ASSIGNED TASK
The reply should consist of the entire listing, word for word.
--- EXCERPTED DATA ---
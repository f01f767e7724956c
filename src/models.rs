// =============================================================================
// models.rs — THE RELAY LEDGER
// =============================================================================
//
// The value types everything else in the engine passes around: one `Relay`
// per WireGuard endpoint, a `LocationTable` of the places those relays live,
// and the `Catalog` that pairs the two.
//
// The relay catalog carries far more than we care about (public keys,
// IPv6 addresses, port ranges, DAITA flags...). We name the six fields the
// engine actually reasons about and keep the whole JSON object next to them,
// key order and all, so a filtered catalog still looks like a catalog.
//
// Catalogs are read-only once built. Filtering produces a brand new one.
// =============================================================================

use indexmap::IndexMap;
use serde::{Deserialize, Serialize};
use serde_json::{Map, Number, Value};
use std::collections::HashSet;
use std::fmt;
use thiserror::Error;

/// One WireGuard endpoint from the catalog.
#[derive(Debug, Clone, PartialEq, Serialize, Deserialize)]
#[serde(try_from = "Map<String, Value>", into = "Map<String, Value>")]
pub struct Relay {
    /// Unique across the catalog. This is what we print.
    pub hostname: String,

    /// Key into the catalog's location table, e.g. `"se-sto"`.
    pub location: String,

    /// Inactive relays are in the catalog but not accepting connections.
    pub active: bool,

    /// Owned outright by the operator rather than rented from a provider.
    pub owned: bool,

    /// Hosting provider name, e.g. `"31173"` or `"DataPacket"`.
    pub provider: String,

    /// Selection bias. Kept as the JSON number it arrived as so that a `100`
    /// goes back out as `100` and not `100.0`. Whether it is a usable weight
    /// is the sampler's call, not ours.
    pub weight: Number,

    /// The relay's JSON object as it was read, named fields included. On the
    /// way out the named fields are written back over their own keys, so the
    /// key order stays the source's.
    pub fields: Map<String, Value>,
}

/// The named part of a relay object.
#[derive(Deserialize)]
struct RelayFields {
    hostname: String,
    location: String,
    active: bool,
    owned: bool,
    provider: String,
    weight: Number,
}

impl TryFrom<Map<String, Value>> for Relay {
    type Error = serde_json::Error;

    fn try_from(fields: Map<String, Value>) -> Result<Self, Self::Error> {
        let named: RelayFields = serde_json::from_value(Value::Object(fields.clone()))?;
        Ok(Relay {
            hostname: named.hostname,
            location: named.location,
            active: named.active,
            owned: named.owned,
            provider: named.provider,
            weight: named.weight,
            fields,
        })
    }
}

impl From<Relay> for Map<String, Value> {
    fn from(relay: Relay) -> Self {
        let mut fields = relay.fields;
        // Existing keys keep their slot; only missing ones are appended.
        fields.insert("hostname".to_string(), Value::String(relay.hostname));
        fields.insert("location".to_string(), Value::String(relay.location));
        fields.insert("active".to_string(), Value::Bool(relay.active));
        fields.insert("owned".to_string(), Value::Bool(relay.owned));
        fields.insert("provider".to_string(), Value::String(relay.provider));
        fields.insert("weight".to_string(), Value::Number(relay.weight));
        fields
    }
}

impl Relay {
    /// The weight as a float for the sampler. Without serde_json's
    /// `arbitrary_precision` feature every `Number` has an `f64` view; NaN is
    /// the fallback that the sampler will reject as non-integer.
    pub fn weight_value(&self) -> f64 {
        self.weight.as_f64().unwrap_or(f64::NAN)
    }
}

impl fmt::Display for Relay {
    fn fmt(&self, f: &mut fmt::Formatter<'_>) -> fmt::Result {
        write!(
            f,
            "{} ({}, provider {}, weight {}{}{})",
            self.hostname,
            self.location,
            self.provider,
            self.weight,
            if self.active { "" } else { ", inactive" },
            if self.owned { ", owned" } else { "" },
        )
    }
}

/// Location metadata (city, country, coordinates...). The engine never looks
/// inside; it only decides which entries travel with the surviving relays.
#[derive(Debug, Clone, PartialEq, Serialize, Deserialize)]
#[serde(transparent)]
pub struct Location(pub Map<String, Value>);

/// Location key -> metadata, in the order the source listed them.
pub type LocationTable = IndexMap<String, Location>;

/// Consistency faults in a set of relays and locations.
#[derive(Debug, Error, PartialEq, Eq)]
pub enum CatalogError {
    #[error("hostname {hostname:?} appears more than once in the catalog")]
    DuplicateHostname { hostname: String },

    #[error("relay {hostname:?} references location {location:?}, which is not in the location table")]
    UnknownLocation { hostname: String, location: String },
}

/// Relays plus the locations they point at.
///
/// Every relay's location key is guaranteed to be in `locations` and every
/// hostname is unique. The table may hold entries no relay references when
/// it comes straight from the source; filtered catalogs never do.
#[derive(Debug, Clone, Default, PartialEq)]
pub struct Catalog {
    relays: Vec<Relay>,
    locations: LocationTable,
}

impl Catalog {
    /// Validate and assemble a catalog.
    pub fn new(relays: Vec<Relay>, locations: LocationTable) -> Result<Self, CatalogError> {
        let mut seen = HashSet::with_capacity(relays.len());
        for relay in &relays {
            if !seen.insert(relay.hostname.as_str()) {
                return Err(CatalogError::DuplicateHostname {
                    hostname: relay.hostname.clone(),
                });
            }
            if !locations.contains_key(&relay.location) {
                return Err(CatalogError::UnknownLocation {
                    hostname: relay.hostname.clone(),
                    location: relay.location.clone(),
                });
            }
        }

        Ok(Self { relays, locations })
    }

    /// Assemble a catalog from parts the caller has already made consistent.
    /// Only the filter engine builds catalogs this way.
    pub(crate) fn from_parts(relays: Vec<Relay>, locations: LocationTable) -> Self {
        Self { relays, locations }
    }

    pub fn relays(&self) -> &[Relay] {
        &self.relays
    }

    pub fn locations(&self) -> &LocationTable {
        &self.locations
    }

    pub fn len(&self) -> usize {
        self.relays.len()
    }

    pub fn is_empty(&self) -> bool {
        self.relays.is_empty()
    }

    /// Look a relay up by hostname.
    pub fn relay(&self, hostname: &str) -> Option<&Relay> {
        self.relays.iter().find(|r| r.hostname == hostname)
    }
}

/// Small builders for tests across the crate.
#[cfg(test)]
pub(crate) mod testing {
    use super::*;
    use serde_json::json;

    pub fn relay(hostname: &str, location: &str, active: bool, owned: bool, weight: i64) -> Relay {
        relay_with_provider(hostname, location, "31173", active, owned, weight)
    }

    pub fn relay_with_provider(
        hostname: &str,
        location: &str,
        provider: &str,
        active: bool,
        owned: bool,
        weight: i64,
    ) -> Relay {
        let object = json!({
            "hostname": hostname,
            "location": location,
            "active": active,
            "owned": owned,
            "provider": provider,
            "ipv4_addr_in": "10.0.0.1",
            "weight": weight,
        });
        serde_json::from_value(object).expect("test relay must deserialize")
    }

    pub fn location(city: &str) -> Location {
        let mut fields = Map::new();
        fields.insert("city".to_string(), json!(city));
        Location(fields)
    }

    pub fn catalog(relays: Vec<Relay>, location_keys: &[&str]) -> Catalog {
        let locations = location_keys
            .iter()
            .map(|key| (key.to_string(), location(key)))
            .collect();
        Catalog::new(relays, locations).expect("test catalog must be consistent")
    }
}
---
ANSWER TO THIS EXERCISE
repository f01f767e7724956c
filename src/models.rs
// =============================================================================
// models.rs — THE RELAY LEDGER
// =============================================================================
//
// The value types everything else in the engine passes around: one `Relay`
// per WireGuard endpoint, a `LocationTable` of the places those relays live,
// and the `Catalog` that pairs the two.
//
// The relay catalog carries far more than we care about (public keys,
// IPv6 addresses, port ranges, DAITA flags...). We name the six fields the
// engine actually reasons about and keep the whole JSON object next to them,
// key order and all, so a filtered catalog still looks like a catalog.
//
// Catalogs are read-only once built. Filtering produces a brand new one.
// =============================================================================

use indexmap::IndexMap;
use serde::{Deserialize, Serialize};
use serde_json::{Map, Number, Value};
use std::collections::HashSet;
use std::fmt;
use thiserror::Error;

/// One WireGuard endpoint from the catalog.
#[derive(Debug, Clone, PartialEq, Serialize, Deserialize)]
#[serde(try_from = "Map<String, Value>", into = "Map<String, Value>")]
pub struct Relay {
    /// Unique across the catalog. This is what we print.
    pub hostname: String,

    /// Key into the catalog's location table, e.g. `"se-sto"`.
    pub location: String,

    /// Inactive relays are in the catalog but not accepting connections.
    pub active: bool,

    /// Owned outright by the operator rather than rented from a provider.
    pub owned: bool,

    /// Hosting provider name, e.g. `"31173"` or `"DataPacket"`.
    pub provider: String,

    /// Selection bias. Kept as the JSON number it arrived as so that a `100`
    /// goes back out as `100` and not `100.0`. Whether it is a usable weight
    /// is the sampler's call, not ours.
    pub weight: Number,

    /// The relay's JSON object as it was read, named fields included. On the
    /// way out the named fields are written back over their own keys, so the
    /// key order stays the source's.
    pub fields: Map<String, Value>,
}

/// The named part of a relay object.
#[derive(Deserialize)]
struct RelayFields {
    hostname: String,
    location: String,
    active: bool,
    owned: bool,
    provider: String,
    weight: Number,
}

impl TryFrom<Map<String, Value>> for Relay {
    type Error = serde_json::Error;

    fn try_from(fields: Map<String, Value>) -> Result<Self, Self::Error> {
        let named: RelayFields = serde_json::from_value(Value::Object(fields.clone()))?;
        Ok(Relay {
            hostname: named.hostname,
            location: named.location,
            active: named.active,
            owned: named.owned,
            provider: named.provider,
            weight: named.weight,
            fields,
        })
    }
}

impl From<Relay> for Map<String, Value> {
    fn from(relay: Relay) -> Self {
        let mut fields = relay.fields;
        // Existing keys keep their slot; only missing ones are appended.
        fields.insert("hostname".to_string(), Value::String(relay.hostname));
        fields.insert("location".to_string(), Value::String(relay.location));
        fields.insert("active".to_string(), Value::Bool(relay.active));
        fields.insert("owned".to_string(), Value::Bool(relay.owned));
        fields.insert("provider".to_string(), Value::String(relay.provider));
        fields.insert("weight".to_string(), Value::Number(relay.weight));
        fields
    }
}

impl Relay {
    /// The weight as a float for the sampler. Without serde_json's
    /// `arbitrary_precision` feature every `Number` has an `f64` view; NaN is
    /// the fallback that the sampler will reject as non-integer.
    pub fn weight_value(&self) -> f64 {
        self.weight.as_f64().unwrap_or(f64::NAN)
    }
}

impl fmt::Display for Relay {
    fn fmt(&self, f: &mut fmt::Formatter<'_>) -> fmt::Result {
        write!(
            f,
            "{} ({}, provider {}, weight {}{}{})",
            self.hostname,
            self.location,
            self.provider,
            self.weight,
            if self.active { "" } else { ", inactive" },
            if self.owned { ", owned" } else { "" },
        )
    }
}

/// Location metadata (city, country, coordinates...). The engine never looks
/// inside; it only decides which entries travel with the surviving relays.
#[derive(Debug, Clone, PartialEq, Serialize, Deserialize)]
#[serde(transparent)]
pub struct Location(pub Map<String, Value>);

/// Location key -> metadata, in the order the source listed them.
pub type LocationTable = IndexMap<String, Location>;

/// Consistency faults in a set of relays and locations.
#[derive(Debug, Error, PartialEq, Eq)]
pub enum CatalogError {
    #[error("hostname {hostname:?} appears more than once in the catalog")]
    DuplicateHostname { hostname: String },

    #[error("relay {hostname:?} references location {location:?}, which is not in the location table")]
    UnknownLocation { hostname: String, location: String },
}

/// Relays plus the locations they point at.
///
/// Every relay's location key is guaranteed to be in `locations` and every
/// hostname is unique. The table may hold entries no relay references when
/// it comes straight from the source; filtered catalogs never do.
#[derive(Debug, Clone, Default, PartialEq)]
pub struct Catalog {
    relays: Vec<Relay>,
    locations: LocationTable,
}

impl Catalog {
    /// Validate and assemble a catalog.
    pub fn new(relays: Vec<Relay>, locations: LocationTable) -> Result<Self, CatalogError> {
        let mut seen = HashSet::with_capacity(relays.len());
        for relay in &relays {
            if !seen.insert(relay.hostname.as_str()) {
                return Err(CatalogError::DuplicateHostname {
                    hostname: relay.hostname.clone(),
                });
            }
            if !locations.contains_key(&relay.location) {
                return Err(CatalogError::UnknownLocation {
                    hostname: relay.hostname.clone(),
                    location: relay.location.clone(),
                });
            }
        }

        Ok(Self { relays, locations })
    }

    /// Assemble a catalog from parts the caller has already made consistent.
    /// Only the filter engine builds catalogs this way.
    pub(crate) fn from_parts(relays: Vec<Relay>, locations: LocationTable) -> Self {
        Self { relays, locations }
    }

    pub fn relays(&self) -> &[Relay] {
        &self.relays
    }

    pub fn locations(&self) -> &LocationTable {
        &self.locations
    }

    pub fn len(&self) -> usize {
        self.relays.len()
    }

    pub fn is_empty(&self) -> bool {
        self.relays.is_empty()
    }

    /// Look a relay up by hostname.
    pub fn relay(&self, hostname: &str) -> Option<&Relay> {
        self.relays.iter().find(|r| r.hostname == hostname)
    }
}

/// Small builders for tests across the crate.
#[cfg(test)]
pub(crate) mod testing {
    use super::*;
    use serde_json::json;

    pub fn relay(hostname: &str, location: &str, active: bool, owned: bool, weight: i64) -> Relay {
        relay_with_provider(hostname, location, "31173", active, owned, weight)
    }

    pub fn relay_with_provider(
        hostname: &str,
        location: &str,
        provider: &str,
        active: bool,
        owned: bool,
        weight: i64,
    ) -> Relay {
        let object = json!({
            "hostname": hostname,
            "location": location,
            "active": active,
            "owned": owned,
            "provider": provider,
            "ipv4_addr_in": "10.0.0.1",
            "weight": weight,
        });
        serde_json::from_value(object).expect("test relay must deserialize")
    }

    pub fn location(city: &str) -> Location {
        let mut fields = Map::new();
        fields.insert("city".to_string(), json!(city));
        Location(fields)
    }

    pub fn catalog(relays: Vec<Relay>, location_keys: &[&str]) -> Catalog {
        let locations = location_keys
            .iter()
            .map(|key| (key.to_string(), location(key)))
            .collect();
        Catalog::new(relays, locations).expect("test catalog must be consistent")
    }
}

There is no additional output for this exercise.